**Exercise aim:** Lines with "struct": pull these out of the listing below.

**Material provided:**
use crate::error::Result;
use crate::model::{Collection, Log, Plan, Record, RecordId, User};
use crate::store::DataStore;
use serde::Serialize;
use std::collections::{BTreeSet, HashSet};
use tracing::warn;

#[derive(Debug, Clone, PartialEq, Eq, Serialize)]
pub struct CollectionHealth {
    pub collection: Collection,
    pub records: usize,
    /// Ids that occur more than once, ascending.
    pub duplicate_ids: Vec<RecordId>,
}

/// Read-only consistency report over all collections.
#[derive(Debug, Clone, PartialEq, Eq, Serialize)]
pub struct DoctorReport {
    pub collections: Vec<CollectionHealth>,
    /// Logs whose `user_id` matches no registered user.
    pub orphan_logs: Vec<RecordId>,
}

impl DoctorReport {
    pub fn is_healthy(&self) -> bool {
        self.orphan_logs.is_empty()
            && self.collections.iter().all(|c| c.duplicate_ids.is_empty())
    }
}

fn inspect<R: Record>(records: &[R]) -> CollectionHealth {
    let mut seen = HashSet::new();
    let mut duplicates = BTreeSet::new();
    for r in records {
        if !seen.insert(r.id()) {
            duplicates.insert(r.id());
        }
    }

    let health = CollectionHealth {
        collection: R::COLLECTION,
        records: records.len(),
        duplicate_ids: duplicates.into_iter().collect(),
    };
    if !health.duplicate_ids.is_empty() {
        warn!(collection = %R::COLLECTION, ids = ?health.duplicate_ids, "duplicate ids");
    }
    health
}

// Missing collections count as empty; doctor must not create them.
fn load_existing<R: Record, S: DataStore>(store: &S) -> Result<Vec<R>> {
    if store.exists(R::COLLECTION) {
        store.load()
    } else {
        Ok(Vec::new())
    }
}

pub fn run<S: DataStore>(store: &S) -> Result<DoctorReport> {
    let users: Vec<User> = load_existing(store)?;
    let plans: Vec<Plan> = load_existing(store)?;
    let logs: Vec<Log> = load_existing(store)?;

    let known: HashSet<RecordId> = users.iter().map(|u| u.user_id).collect();
    let orphan_logs: Vec<RecordId> = logs
        .iter()
        .filter(|l| !known.contains(&l.user_id))
        .map(|l| l.log_id)
        .collect();
    if !orphan_logs.is_empty() {
        warn!(count = orphan_logs.len(), "logs reference unknown users");
    }

    Ok(DoctorReport {
        collections: vec![inspect(&users), inspect(&plans), inspect(&logs)],
        orphan_logs,
    })
}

**Exercise solution:**
pub struct CollectionHealth {
pub struct DoctorReport {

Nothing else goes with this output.